I found some discussion on it about 2 years ago[1], though it still looks actively maintained as per a recent release[2].

UXStrings looks like it’s Ada 2012 and VSS I believe takes advantage of Ada 2022, so there’s that.

[1] https://groups.google.com/g/comp.lang.ada/c/_LzfSuDXWgQ/m/nglZyrdXAQAJ
[2] [ANN] Release of UXStrings 5.0

Ada already has support for Unicode via Wide_Wide_[Character | String] and Ada.Strings.Wide_Wide_Unbounded, although they use 32 bits/character, and Unicode only needs 21. These are good enough for general use.

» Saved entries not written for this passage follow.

//! Instrument protocol engine
//!
//! Implements the serial command/response protocol shared by the
//! measurement instruments: terminator framing, lookup-table command
//! building and response classification, the request queue state machine,
//! and the device session that composes them over a channel.

pub mod channel;
pub mod command;
pub mod engine;
mod error;
pub mod framer;
pub mod serial;
pub mod session;

pub use channel::{Channel, SerialChannel};
pub use command::{CommandClass, CommandTable, CommandTemplate};
pub use engine::{EngineEvent, ProtocolEngine, ResponseClassification, SessionState};
pub use error::ProtocolError;
pub use framer::FrameAccumulator;
pub use serial::{clear_buffers, configure_port, list_ports, open_port, PortInfo};
pub use session::{
    BodyCompositionInputs, BodyType, DeviceSession, Gender, SessionConfig, SessionEvent,
    UnitsSystem,
};
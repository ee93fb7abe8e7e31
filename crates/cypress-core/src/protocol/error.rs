//! Protocol errors

use thiserror::Error;

/// Errors that can occur while driving an instrument
#[derive(Error, Debug)]
pub enum ProtocolError {
    #[error("Serial port error: {0}")]
    SerialError(String),

    #[error("Not connected to instrument")]
    NotConnected,

    #[error("Already connected")]
    AlreadyConnected,

    #[error("Unknown command: {0}")]
    UnknownCommand(String),

    #[error("Bad parameter for {command}: {reason}")]
    BadParameter { command: String, reason: String },

    #[error("Command {command} takes no parameter")]
    UnexpectedParameter { command: String },

    #[error("Session is in state {0} and cannot accept this request")]
    InvalidState(String),

    #[error("I/O error: {0}")]
    IoError(#[from] std::io::Error),
}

Applications with specific requirements might need to define their own Unicode_Character and Unicode_String types.

Much of the discussion seems to be about encodings of Unicode, such as UTF-8. But a general S/W-engineering principle is that encodings are external, and one only uses decoded data internally, converting on input and output. UTF-8 is a sequence of bytes, which is then interpreted into a [sequence of] Wide_Wide_Character. All that seems to be needed is a UTF_8_IO pkg taking and returning Wide_Wide-[Character | String].

UxStrings uses Ada 2022. It’s required for the string literal aspect I believe.

I don’t know how they compare. I’ve only used UxStrings so far but not extensively.